Activity: Reproduce the entries. Match every word.

== Dataset excerpts ==

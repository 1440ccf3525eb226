//! COST-006: missing-cost-tags
//!
//! Taggable resources missing the required cost-allocation tags. Inert
//! unless the context lists required tags.

use super::{Rule, codes};
use crate::engine::context::RuleContext;
use crate::engine::descriptor::{MissingAttribute, ResourceDescriptor, ResourceType};
use crate::engine::types::{Category, Finding, Severity};

pub struct MissingCostTagsRule;

impl Rule for MissingCostTagsRule {
    fn code(&self) -> &'static str {
        codes::MISSING_COST_TAGS
    }

    fn name(&self) -> &'static str {
        "missing-cost-tags"
    }

    fn category(&self) -> Category {
        Category::Cost
    }

    fn default_severity(&self) -> Severity {
        Severity::Low
    }

    fn resource_types(&self) -> &'static [ResourceType] {
        &[
            ResourceType::Instance,
            ResourceType::Volume,
            ResourceType::Bucket,
            ResourceType::RdsInstance,
        ]
    }

    fn required_attrs(&self) -> &'static [&'static str] {
        &[]
    }

    fn check(
        &self,
        resource: &ResourceDescriptor,
        ctx: &RuleContext,
    ) -> Result<Vec<Finding>, MissingAttribute> {
        let missing: Vec<&str> = ctx
            .required_tags
            .iter()
            .filter(|t| !resource.tags.contains_key(*t))
            .map(String::as_str)
            .collect();

        if missing.is_empty() {
            return Ok(Vec::new());
        }

        Ok(vec![
            Finding::new(
                self.code(),
                resource.resource_type,
                resource.resource_id.clone(),
                self.default_severity(),
                self.category(),
                format!(
                    "{} '{}' lacks cost-allocation tags",
                    resource.resource_type, resource.resource_id
                ),
                "Tag the resource so its spend can be attributed.",
            )
            .with_rationale(format!("missing tags: {}", missing.join(", "))),
        ])
    }
}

===

Final answer:
repository 1440ccf3525eb226
//! COST-006: missing-cost-tags
//!
//! Taggable resources missing the required cost-allocation tags. Inert
//! unless the context lists required tags.

use super::{Rule, codes};
use crate::engine::context::RuleContext;
use crate::engine::descriptor::{MissingAttribute, ResourceDescriptor, ResourceType};
use crate::engine::types::{Category, Finding, Severity};

pub struct MissingCostTagsRule;

impl Rule for MissingCostTagsRule {
    fn code(&self) -> &'static str {
        codes::MISSING_COST_TAGS
    }

    fn name(&self) -> &'static str {
        "missing-cost-tags"
    }

    fn category(&self) -> Category {
        Category::Cost
    }

    fn default_severity(&self) -> Severity {
        Severity::Low
    }

    fn resource_types(&self) -> &'static [ResourceType] {
        &[
            ResourceType::Instance,
            ResourceType::Volume,
            ResourceType::Bucket,
            ResourceType::RdsInstance,
        ]
    }

    fn required_attrs(&self) -> &'static [&'static str] {
        &[]
    }

    fn check(
        &self,
        resource: &ResourceDescriptor,
        ctx: &RuleContext,
    ) -> Result<Vec<Finding>, MissingAttribute> {
        let missing: Vec<&str> = ctx
            .required_tags
            .iter()
            .filter(|t| !resource.tags.contains_key(*t))
            .map(String::as_str)
            .collect();

        if missing.is_empty() {
            return Ok(Vec::new());
        }

        Ok(vec![
            Finding::new(
                self.code(),
                resource.resource_type,
                resource.resource_id.clone(),
                self.default_severity(),
                self.category(),
                format!(
                    "{} '{}' lacks cost-allocation tags",
                    resource.resource_type, resource.resource_id
                ),
                "Tag the resource so its spend can be attributed.",
            )
            .with_rationale(format!("missing tags: {}", missing.join(", "))),
        ])
    }
}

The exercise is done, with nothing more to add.